■ **What is needed**:
Look through the records below, count the lines with the word "return", and reply with only the number.

■ **Stored items**:

=====

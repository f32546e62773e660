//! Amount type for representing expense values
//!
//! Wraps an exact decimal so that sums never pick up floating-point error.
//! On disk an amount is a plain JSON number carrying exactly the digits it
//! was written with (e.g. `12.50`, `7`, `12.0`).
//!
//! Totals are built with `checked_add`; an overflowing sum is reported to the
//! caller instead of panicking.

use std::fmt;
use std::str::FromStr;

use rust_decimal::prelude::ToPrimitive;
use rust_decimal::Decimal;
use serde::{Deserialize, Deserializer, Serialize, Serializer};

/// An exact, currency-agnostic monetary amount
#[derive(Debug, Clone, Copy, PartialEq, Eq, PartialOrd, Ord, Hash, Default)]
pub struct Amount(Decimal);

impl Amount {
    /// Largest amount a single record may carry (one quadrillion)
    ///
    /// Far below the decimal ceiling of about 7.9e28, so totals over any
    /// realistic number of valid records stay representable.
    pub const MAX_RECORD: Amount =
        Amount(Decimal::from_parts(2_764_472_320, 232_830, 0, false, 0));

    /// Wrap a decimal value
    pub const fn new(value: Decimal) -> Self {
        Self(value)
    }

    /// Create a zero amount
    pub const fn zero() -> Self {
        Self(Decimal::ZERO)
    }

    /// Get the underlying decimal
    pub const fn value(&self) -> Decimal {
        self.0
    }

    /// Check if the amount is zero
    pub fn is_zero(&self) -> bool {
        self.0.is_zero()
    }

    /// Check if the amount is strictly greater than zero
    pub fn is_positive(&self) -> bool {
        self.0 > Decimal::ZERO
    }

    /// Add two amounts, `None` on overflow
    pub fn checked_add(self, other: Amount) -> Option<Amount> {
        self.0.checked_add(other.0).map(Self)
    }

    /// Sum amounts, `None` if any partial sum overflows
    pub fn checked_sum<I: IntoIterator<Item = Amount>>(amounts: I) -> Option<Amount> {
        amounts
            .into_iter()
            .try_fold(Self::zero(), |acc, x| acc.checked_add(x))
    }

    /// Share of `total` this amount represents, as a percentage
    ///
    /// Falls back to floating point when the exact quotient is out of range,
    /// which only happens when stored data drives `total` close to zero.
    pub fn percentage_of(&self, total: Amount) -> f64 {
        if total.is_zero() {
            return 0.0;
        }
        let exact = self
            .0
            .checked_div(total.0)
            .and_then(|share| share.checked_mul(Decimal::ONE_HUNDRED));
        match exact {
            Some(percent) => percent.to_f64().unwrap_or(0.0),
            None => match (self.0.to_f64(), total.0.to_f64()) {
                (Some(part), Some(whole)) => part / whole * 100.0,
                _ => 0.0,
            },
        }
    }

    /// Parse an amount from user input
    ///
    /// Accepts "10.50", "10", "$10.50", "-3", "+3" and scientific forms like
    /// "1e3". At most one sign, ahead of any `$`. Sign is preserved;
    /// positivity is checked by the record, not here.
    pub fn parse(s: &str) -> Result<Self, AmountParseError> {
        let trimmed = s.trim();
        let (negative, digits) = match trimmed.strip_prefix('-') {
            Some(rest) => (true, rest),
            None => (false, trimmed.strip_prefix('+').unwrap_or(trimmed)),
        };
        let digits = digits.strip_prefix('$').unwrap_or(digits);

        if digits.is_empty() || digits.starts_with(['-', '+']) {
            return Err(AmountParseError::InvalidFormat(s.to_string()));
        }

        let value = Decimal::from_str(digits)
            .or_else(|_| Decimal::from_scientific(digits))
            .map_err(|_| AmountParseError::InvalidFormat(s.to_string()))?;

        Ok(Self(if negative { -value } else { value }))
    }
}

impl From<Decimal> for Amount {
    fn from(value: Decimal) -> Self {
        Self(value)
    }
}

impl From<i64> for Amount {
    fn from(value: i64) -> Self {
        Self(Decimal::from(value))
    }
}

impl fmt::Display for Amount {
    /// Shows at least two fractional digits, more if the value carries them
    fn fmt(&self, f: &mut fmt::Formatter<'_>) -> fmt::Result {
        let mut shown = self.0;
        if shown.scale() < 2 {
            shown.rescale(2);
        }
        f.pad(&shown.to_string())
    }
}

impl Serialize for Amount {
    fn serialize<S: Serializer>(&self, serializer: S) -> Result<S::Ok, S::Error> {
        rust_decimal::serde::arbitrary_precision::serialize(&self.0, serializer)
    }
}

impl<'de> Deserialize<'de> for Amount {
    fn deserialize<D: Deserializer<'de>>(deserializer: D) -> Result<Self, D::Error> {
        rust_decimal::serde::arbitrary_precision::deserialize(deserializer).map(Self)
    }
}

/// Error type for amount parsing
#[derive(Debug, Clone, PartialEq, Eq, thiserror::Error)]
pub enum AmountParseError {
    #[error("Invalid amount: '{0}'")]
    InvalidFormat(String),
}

=====

■ **Written response**:
2